Allah swt memuji sikap kaum muslimin didalam
firman-Nya :
إِنَّ الَّذِينَ يَغُضُّونَ
أَصْوَاتَهُمْ عِنْدَ رَسُولِ اللَّهِ أُولَئِكَ الَّذِينَ امْتَحَنَ اللَّهُ
قُلُوبَهُمْ لِلتَّقْوَى لَهُمْ مَغْفِرَةٌ وَأَجْرٌ عَظِيمٌ
“Sesungguhnya
orang-orang yang merendahkan suaranya di sisi Rasulullah mereka itulah
orang-orang yang telah diuji hati mereka oleh Allah untuk bertakwa. Bagi mereka
ampunan dan pahala yang besar”. (QS Al-Hujurat,[49] : 3)
Selanjutnya Allah swt mencela mereka karena
sikapnya yang kurang sopan :
إِنَّ الَّذِينَ
يُنَادُونَكَ مِنْ وَرَاءِ الْحُجُرَاتِ أَكْثَرُهُمْ لَا يَعْقِلُونَ(4).
وَلَوْ
أَنَّهُمْ صَبَرُوا حَتَّى تَخْرُجَ إِلَيْهِمْ لَكَانَ خَيْرًا لَهُمْ وَاللَّهُ
غَفُورٌ رَحِيمٌ (5)
“Sesungguhnya
orang-orang yang memanggil kamu dari luar kamar (mu) kebanyakan mereka tidak
mengerti. Dan kalau sekiranya mereka bersabar sampai kamu keluar menemui mereka
sesungguhnya itu adalah lebih baik bagi mereka, dan Allah Maha Pengampun lagi
Maha Penyayang”. (QS Al-Hujurat,[49] : 4-5)
Ketentuan tatakrama semacam itu berlaku baik
sewaktu Rasulullah saw masih hidup maupun setelah wafatnya”.
Mendengar
penuturan Imam Malik tersebut, Khalifah Abu Ja’far Al-Manshur berkata: “Wahai
Abu Abdillah (nama panggilan Imam Malik), apakah aku berdoa sambil
menghadap ke arah kiblat ataukah ke arah makam?”.
Imam
Malik menjawab : “Kenapa engkau harus memalingkan muka dari beliau saw,
sementara beliau saw adalah “wasilah” engkau dan “wasilah” ayah engkau, yakni
Nabi Adam as, pada hari kiamat nanti? Bahkan sebaliknya, hadapkan saja wajah engkau ke arah beliau
saw, lalu meminta syafaatnya, semoga Allah swt mengabulkan syafaatnya. Allah
swt berfirman :
وَلَوْ أَنَّهُمْ إِذْ
ظَلَمُوا أَنْفُسَهُمْ جَاءُوكَ فَاسْتَغْفَرُوا اللَّهَ وَاسْتَغْفَرَ لَهُمُ
الرَّسُولُ لَوَجَدُوا اللَّهَ تَوَّابًا رَحِيمًا
“Sesungguhnya
jikalau mereka ketika menganiaya dirinya datang kepadamu, lalu memohon ampun
kepada Allah, dan Rasulpun memohonkan ampun untuk mereka, tentulah mereka
mendapati Allah Maha Penerima taubat lagi Maha Penyayang”. (QS An-Nisa’,[4]
: 64).
Kisah
di atas dituturkan oleh Al-Qadhy ‘Iyadh didalam kitabnya, Asy-Syifa’

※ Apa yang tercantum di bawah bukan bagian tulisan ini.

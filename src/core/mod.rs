// Core helpers shared by engine and gameplay code

pub mod math;
/// Transaction lifecycle tests
///
/// Propagation, hook ordering and the guarded-call boundary
/// Run with: cargo test --test transaction_lifecycle_tests

use async_trait::async_trait;
use std::sync::{Arc, Mutex};
use std::time::Duration;
use tokio_test::{assert_err, assert_ok};
use txweave::transaction::{GuardedCall, NestedFallback, Transactional};
use txweave::{
    CompletionOutcome, Hook, Outcome, Propagation, TransactionContext, TransactionDefinition,
    TransactionInterceptor, TxConfig, TxError,
};

type Journal = Arc<Mutex<Vec<String>>>;

/// Hook that records every slot it fires in, tagged with `label`
fn journal_hook(journal: &Journal, label: &str) -> Hook {
    let (j1, j2, j3) = (journal.clone(), journal.clone(), journal.clone());
    let (l1, l2, l3) = (label.to_string(), label.to_string(), label.to_string());
    Hook::new()
        .on_before_process(move || {
            let (j, l) = (j1.clone(), l1.clone());
            async move {
                j.lock().unwrap().push(format!("{}:process", l));
                Ok(())
            }
        })
        .on_before_rollback(move || {
            let (j, l) = (j2.clone(), l2.clone());
            async move {
                j.lock().unwrap().push(format!("{}:rollback", l));
                Ok(())
            }
        })
        .on_after_completion(move |outcome| {
            let (j, l) = (j3.clone(), l3.clone());
            async move {
                j.lock().unwrap().push(format!("{}:{}", l, outcome));
                Ok(())
            }
        })
}

fn entries(journal: &Journal) -> Vec<String> {
    journal.lock().unwrap().clone()
}

#[tokio::test]
async fn test_required_chain_commits_once() {
    let interceptor = TransactionInterceptor::default();
    let ctx = TransactionContext::new();
    let journal: Journal = Arc::default();

    let result: Result<(), TxError> = interceptor
        .execute(&ctx, None, |ctx| {
            let interceptor = interceptor.clone();
            let journal = journal.clone();
            async move {
                let outer = ctx.current_id();
                ctx.register_hook(journal_hook(&journal, "outer"))?;

                let inner_journal = journal.clone();
                interceptor
                    .execute(&ctx, None, |ctx| async move {
                        // REQUIRED inside REQUIRED joins
                        assert_eq!(ctx.current_id(), outer);
                        ctx.register_hook(journal_hook(&inner_journal, "inner"))?;
                        Ok::<_, TxError>(Outcome::Value(()))
                    })
                    .await?;

                // Joined commit is a no-op: nothing fired yet
                assert!(entries(&journal).is_empty());
                Ok(Outcome::Value(()))
            }
        })
        .await;

    assert_ok!(result);
    assert_eq!(
        entries(&journal),
        vec![
            "outer:process",
            "inner:process",
            "outer:COMMITTED",
            "inner:COMMITTED"
        ]
    );
    assert_eq!(ctx.depth(), 0);
}

#[tokio::test]
async fn test_rollback_only_is_sticky() {
    let interceptor = TransactionInterceptor::default();
    let ctx = TransactionContext::new();
    let journal: Journal = Arc::default();

    let result: Result<(), TxError> = interceptor
        .execute(&ctx, None, |ctx| {
            let interceptor = interceptor.clone();
            let journal = journal.clone();
            async move {
                ctx.register_hook(journal_hook(&journal, "tx"))?;
                let _: Result<(), TxError> = interceptor
                    .execute(&ctx, None, |_ctx| async {
                        Err(TxError::IllegalState("inner failure".into()))
                    })
                    .await;

                // Outer body carries on and asks for a commit anyway
                Ok(Outcome::Value(()))
            }
        })
        .await;

    let err = assert_err!(result);
    assert!(matches!(err, TxError::RollbackOnly(_)));
    assert_eq!(entries(&journal), vec!["tx:rollback", "tx:ROLLED_BACK"]);
}

#[tokio::test]
async fn test_requires_new_is_independent_of_outer_rollback() {
    let interceptor = TransactionInterceptor::default();
    let ctx = TransactionContext::new();
    let journal: Journal = Arc::default();
    let requires_new = TransactionDefinition::requires_new();

    let _: () = interceptor
        .execute(&ctx, None, |ctx| {
            let interceptor = interceptor.clone();
            let journal = journal.clone();
            async move {
                let outer = ctx.current_id();
                ctx.register_hook(journal_hook(&journal, "outer"))?;

                interceptor
                    .execute(&ctx, Some(&requires_new), |ctx| async move {
                        assert_ne!(ctx.current_id(), outer);
                        ctx.register_hook(journal_hook(&journal, "inner"))?;
                        Ok::<_, TxError>(Outcome::Value(()))
                    })
                    .await?;

                assert_eq!(ctx.current_id(), outer);
                Ok::<_, TxError>(Outcome::RollbackSignal(()))
            }
        })
        .await
        .unwrap();

    assert_eq!(
        entries(&journal),
        vec![
            "inner:process",
            "inner:COMMITTED",
            "outer:rollback",
            "outer:ROLLED_BACK"
        ]
    );
}

#[tokio::test]
async fn test_nested_child_rollback_keeps_parent() {
    let interceptor = TransactionInterceptor::default();
    let ctx = TransactionContext::new();
    let journal: Journal = Arc::default();
    let nested = TransactionDefinition::nested();

    let _: () = interceptor
        .execute(&ctx, None, |ctx| {
            let interceptor = interceptor.clone();
            let journal = journal.clone();
            async move {
                ctx.register_hook(journal_hook(&journal, "parent"))?;

                let committed = journal.clone();
                interceptor
                    .execute(&ctx, Some(&nested), |ctx| async move {
                        ctx.register_hook(journal_hook(&committed, "kept"))?;
                        Ok::<_, TxError>(Outcome::Value(()))
                    })
                    .await?;

                let rolled_back = journal.clone();
                let _ = interceptor
                    .execute(&ctx, Some(&nested), |ctx| async move {
                        ctx.register_hook(journal_hook(&rolled_back, "undone"))?;
                        Ok::<_, TxError>(Outcome::RollbackSignal(()))
                    })
                    .await?;

                assert!(!ctx.is_rollback_only());
                Ok::<_, TxError>(Outcome::Value(()))
            }
        })
        .await
        .unwrap();

    assert_eq!(
        entries(&journal),
        vec![
            "undone:rollback",
            "undone:ROLLED_BACK",
            "parent:process",
            "kept:process",
            "parent:COMMITTED",
            "kept:COMMITTED"
        ]
    );
}

#[tokio::test]
async fn test_nested_without_savepoints_can_be_rejected() {
    let config = TxConfig::default()
        .nested_savepoints(false)
        .nested_fallback(NestedFallback::Reject);
    let ctx = TransactionContext::with_config(&config);
    let interceptor = TransactionInterceptor::from_config(&config);
    let nested = TransactionDefinition::nested();

    let result: Result<(), TxError> = interceptor
        .execute(&ctx, None, |ctx| {
            let interceptor = interceptor.clone();
            async move {
                interceptor
                    .execute(&ctx, Some(&nested), |_ctx| async {
                        Ok::<_, TxError>(Outcome::Value(()))
                    })
                    .await?;
                Ok(Outcome::Value(()))
            }
        })
        .await;

    assert!(matches!(result, Err(TxError::NestedUnsupported)));
    assert_eq!(ctx.depth(), 0);
}

#[tokio::test]
async fn test_commit_hook_failure_rolls_back_and_surfaces() {
    let interceptor = TransactionInterceptor::default();
    let ctx = TransactionContext::new();
    let journal: Journal = Arc::default();

    let result: Result<(), TxError> = interceptor
        .execute(&ctx, None, |ctx| {
            let journal = journal.clone();
            async move {
                ctx.register_hook(Hook::new().on_before_process(|| async {
                    Err("constraint violated".into())
                }))?;
                ctx.register_hook(journal_hook(&journal, "second"))?;
                Ok(Outcome::Value(()))
            }
        })
        .await;

    let err = assert_err!(result);
    assert!(matches!(err, TxError::CommitHookFailure { .. }));
    // second before_process never ran; rollback and completion did
    assert_eq!(entries(&journal), vec!["second:rollback", "second:ROLLED_BACK"]);
    assert!(!ctx.has_transaction());
}

#[tokio::test]
async fn test_mandatory_and_never() {
    let interceptor = TransactionInterceptor::default();
    let ctx = TransactionContext::new();
    let mandatory = TransactionDefinition::new(Propagation::Mandatory);
    let never = TransactionDefinition::new(Propagation::Never);

    let result: Result<(), TxError> = interceptor
        .execute(&ctx, Some(&mandatory), |_ctx| async { Ok(Outcome::Value(())) })
        .await;
    assert!(matches!(result, Err(TxError::NoTransaction)));

    let result: Result<(), TxError> = interceptor
        .execute(&ctx, None, |ctx| {
            let interceptor = interceptor.clone();
            async move {
                interceptor
                    .execute(&ctx, Some(&never), |_ctx| async {
                        Ok::<_, TxError>(Outcome::Value(()))
                    })
                    .await?;
                Ok(Outcome::Value(()))
            }
        })
        .await;
    assert!(matches!(result, Err(TxError::ExistingTransaction(_))));
}

#[tokio::test]
async fn test_abandoned_call_still_rolls_back() {
    let interceptor = TransactionInterceptor::default();
    let ctx = TransactionContext::new();
    let (tx, mut rx) = tokio::sync::mpsc::unbounded_channel();

    let call = interceptor.execute(&ctx, None, |ctx| async move {
        ctx.register_hook(Hook::new().on_after_completion(move |outcome| {
            let tx = tx.clone();
            async move {
                let _ = tx.send(outcome);
                Ok(())
            }
        }))?;
        tokio::time::sleep(Duration::from_secs(60)).await;
        Ok::<_, TxError>(Outcome::Value(()))
    });

    let timed_out = tokio::time::timeout(Duration::from_millis(20), call).await;
    assert!(timed_out.is_err());
    assert_eq!(ctx.depth(), 0);

    let outcome = tokio::time::timeout(Duration::from_secs(1), rx.recv())
        .await
        .unwrap();
    assert_eq!(outcome, Some(CompletionOutcome::RolledBack));
}

struct PlaceOrder;

#[async_trait]
impl GuardedCall<u32> for PlaceOrder {
    type Output = u32;
    type Error = TxError;

    async fn invoke(&self, ctx: TransactionContext, qty: u32) -> Result<Outcome<u32>, TxError> {
        assert!(ctx.has_transaction());
        if qty == 0 {
            return Ok(Outcome::RollbackSignal(0));
        }
        Ok(Outcome::Value(qty * 10))
    }
}

#[tokio::test]
async fn test_transactional_decorator() {
    let service = Transactional::new(PlaceOrder, TransactionInterceptor::default());
    let ctx = TransactionContext::new();

    let placed = service.invoke(ctx.clone(), 3).await.unwrap();
    assert_eq!(placed, Outcome::Value(30));

    // The signal is consumed by the decorator's own transaction
    let empty = service.invoke(ctx.clone(), 0).await.unwrap();
    assert_eq!(empty, Outcome::Value(0));
    assert_eq!(ctx.depth(), 0);
}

fit-Ta’rif bi Huquq al-Musthafa, didalam bab “Ziayarah”.
Syaikhul
Islam Ibnu Taimiyah mengatakan, menurut Ibnu Wahb, bahwa Imam Malik pernah
berkata : “Jika akan mengucapkan salam kepada Rasulullah saw, hendaklah sambil
menghadapkan wajahnya ke arah makam beliau saw, bukan ke arah kiblat. Kemudian
sebaiknya mendekat ke arah makam, lalu mengucapkan salam kepada kedua sahabat
beliau saw, diteruskan berdoa. Tidak perlu mengusap-usapkan tangannya pada
tembok makam beliau saw”. (Iqtidhaus Shirathil Mustaqim, halaman 396).
Imam
An-Nawawy juga menjelaskan seperti itu didalam kitabnya yang terkenal, Al-Adzkar
an-Nawawiyah, pada Bab “Ziayarah”, dan didalam kitab Al-Idhah pada Bab “Ziyarah”, serta didalam
kitab Al-Majmu’ pada juz 8 halaman 398)
PANDANGAN
IBNU TAIMIYAH
Setelah menukil pendapat para ulama, lalu Ibnu
Taimiyah berkomentar : “Para ulama telah sepakat memperbolehkan menghadapkan
wajah ke arah kiblat, namun mereka berselisih faham tentang hukum membelakangi
makam sewaktu berdoa”.
Itulah
resume dan intisari pendapat Ibnu Taimiyah dalam thema ini. Seandainya orang
yang bersikap moderat lagi rasional merenungkan pernyataan Ibnu Taimiyah, “Para
ulama berselisih faham tentang hukum membelakangi makam sewaktu berdoa”, tentu
ia akan memahami apa yang tersembunyi di balik hatinya dan akan menyimpulkan
bahwa para peziarah yang berdiri sambil berdoa di samping makam Rasulullah saw
setelah mengucapkan salam kepadanya adalah orang-orang yang konsisten terhadap akidah
tauhidnya dan benar-benar termasuk golongan orang yang beriman. Karena
persoalan ini masih diperselisihkan di kalangan ulama salaf, mereka masih
memperselisihkan tentang sunnah dan tidaknya menghadapkan wajah ke arah makam.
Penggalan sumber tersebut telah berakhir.